In the case of Argentina, the depreciation of the peso was the result of adverse market reaction to the authorities’ decision to ease inflation targets in late 2017, and a capital gains tax on foreign holdings of peso-denominated debt instruments that became effective in late April. In addition, Argentina’s credit profile incorporates underlying macroeconomic weaknesses, including the presence of large fiscal and current account deficits and persistently high inflation — factors that make the country stand out at times of global market volatility and asset re-pricing.
While other countries in the region have seen a worsening in external debt metrics in recent years, Moody’s sees limited contagion risk from Argentine. “There are important mitigating factors at play,” says Merino, “including higher and more stable foreign exchange reserves and government external liquid assets that can provide debt service coverage if needed, in addition to a greater prevalence of flexible exchange rates in the region.”
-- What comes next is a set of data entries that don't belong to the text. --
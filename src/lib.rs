//! # Data Discovery
//!
//! A catalog of the datasets published by external data sources.
//!
//! Connectors list the datasets each source offers (Spanish statistics,
//! meteorology, Eurostat, NetCDF climate files). The service merges their
//! results into one in-memory catalog, keeps it fresh against a TTL, and
//! persists it to SQLite so a restart picks up where it left off.
//!
//! ## Architecture
//!
//! ```text
//! ┌──────────────┐   ┌──────────────────┐   ┌──────────┐
//! │  Connectors  │──▶│ DiscoveryService │──▶│  SQLite  │
//! │ INE/AEMET/.. │   │ refresh + merge  │   │ catalog  │
//! └──────────────┘   └────────┬─────────┘   └──────────┘
//!                             ▼
//!                    ┌──────────────────┐
//!                    │  DatasetCatalog  │◀── search / get
//!                    └──────────────────┘
//! ```
//!
//! ## Quick Start
//!
//! ```bash
//! discovery init
//! discovery refresh
//! discovery search "gdp"
//! discovery get ine:es/IPC
//! ```
//!
//! ## Modules
//!
//! | Module | Purpose |
//! |--------|---------|
//! | [`config`] | TOML configuration parsing |
//! | [`models`] | Dataset metadata and refresh reports |
//! | [`error`] | Error taxonomy |
//! | [`traits`] | `Connector` trait and registry |
//! | [`http`] | Rate-limited HTTP client shared by connectors |
//! | [`rate_limit`] | Token bucket limiter |
//! | [`connector_ine`] | INE statistics connector |
//! | [`connector_aemet`] | AEMET OpenData connector |
//! | [`connector_eurostat`] | Eurostat connector |
//! | [`connector_climate`] | NetCDF climate file connector |
//! | [`netcdf`] | NetCDF classic header decoder |
//! | [`catalog`] | In-memory catalog and search |
//! | [`store`] | Persistence trait |
//! | [`sqlite_store`] | SQLite persistence |
//! | [`discovery`] | Refresh orchestration and lifecycle |
//! | [`db`] | Database connection |
//! | [`migrate`] | Schema migrations |
//! | [`logging`] | Log subscriber setup |
//! | [`sources`] | Connector listing |

pub mod catalog;
pub mod config;
pub mod connector_aemet;
pub mod connector_climate;
pub mod connector_eurostat;
pub mod connector_ine;
pub mod db;
pub mod discovery;
pub mod error;
pub mod http;
pub mod logging;
pub mod migrate;
pub mod models;
pub mod netcdf;
pub mod rate_limit;
pub mod sources;
pub mod sqlite_store;
pub mod store;
pub mod traits;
Although less vulnerable than Argentina, Costa Rica, Chile and Paraguay stand out because of their large external borrowing requirements relative to reserves. The presence of mitigating factors in Chile (steady foreign-currency revenue stream) and Paraguay (current account surpluses contributing to reserve accumulation) limit credit risks there. While Brazil has also experienced currency pressures in recent months, its main credit vulnerability is domestic, related to challenging fiscal dynamics.